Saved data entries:
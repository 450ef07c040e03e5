use fltk::{
    browser::HoldBrowser,
    enums::Color,
    frame::Frame,
    menu::MenuBar,
    prelude::*,
    text::TextDisplay,
    window::Window,
};

use crate::app::domain::ColorPalette;
use crate::app::theme::Rgba;

/// Widgets outside the editor that follow the active palette.
pub struct ThemedWidgets<'a> {
    pub window: &'a mut Window,
    pub menu: &'a mut MenuBar,
    pub status: &'a mut Frame,
    pub patterns: &'a mut HoldBrowser,
    pub summary: &'a mut Frame,
    pub results: &'a mut TextDisplay,
}

/// Resolve a palette token to an opaque FLTK color over `background`.
pub fn palette_color(token: &str, background: Rgba) -> Color {
    let rgba = Rgba::parse(token)
        .map(|c| c.over(background))
        .unwrap_or_else(|| {
            tracing::warn!(token, "unparsable palette color");
            background
        });
    Color::from_rgb(rgba.r, rgba.g, rgba.b)
}

pub fn apply_palette(palette: &ColorPalette, widgets: ThemedWidgets) {
    let base = Rgba::parse(&palette.bg_primary).unwrap_or(Rgba::opaque(0, 0, 0));
    let color = |token: &str| palette_color(token, base);

    widgets.window.set_color(color(&palette.bg_primary));
    widgets.window.set_label_color(color(&palette.text_primary));

    widgets.menu.set_color(color(&palette.bg_secondary));
    widgets.menu.set_text_color(color(&palette.text_primary));
    widgets.menu.set_selection_color(color(&palette.bg_tertiary)); // Hover color

    widgets.status.set_color(color(&palette.bg_secondary));
    widgets.status.set_label_color(color(&palette.text_secondary));

    widgets.patterns.set_color(color(&palette.bg_secondary));
    widgets.patterns.set_text_color(color(&palette.text_primary));
    widgets.patterns.set_selection_color(color(&palette.accent_primary));

    widgets.summary.set_color(color(&palette.bg_tertiary));
    widgets.summary.set_label_color(color(&palette.accent_primary));

    widgets.results.set_color(color(&palette.bg_secondary));
    widgets.results.set_text_color(color(&palette.text_primary));

    widgets.window.redraw();
}
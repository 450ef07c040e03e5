//! Infrastructure layer - external integrations and utilities.
//!
//! - Error types
//! - Preference persistence
//! - Style surfaces that receive resolved theme variables

pub mod error;
pub mod preferences;
pub mod style_surface;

Exercise prompt:
Quote exactly the first line of the data and every line after it through the one holding "use crate::app::theme::Rgba;".

Answer for this exercise:
repository 450ef07c040e03e5
use fltk::{
    browser::HoldBrowser,
    enums::Color,
    frame::Frame,
    menu::MenuBar,
    prelude::*,
    text::TextDisplay,
    window::Window,
};

use crate::app::domain::ColorPalette;
use crate::app::theme::Rgba;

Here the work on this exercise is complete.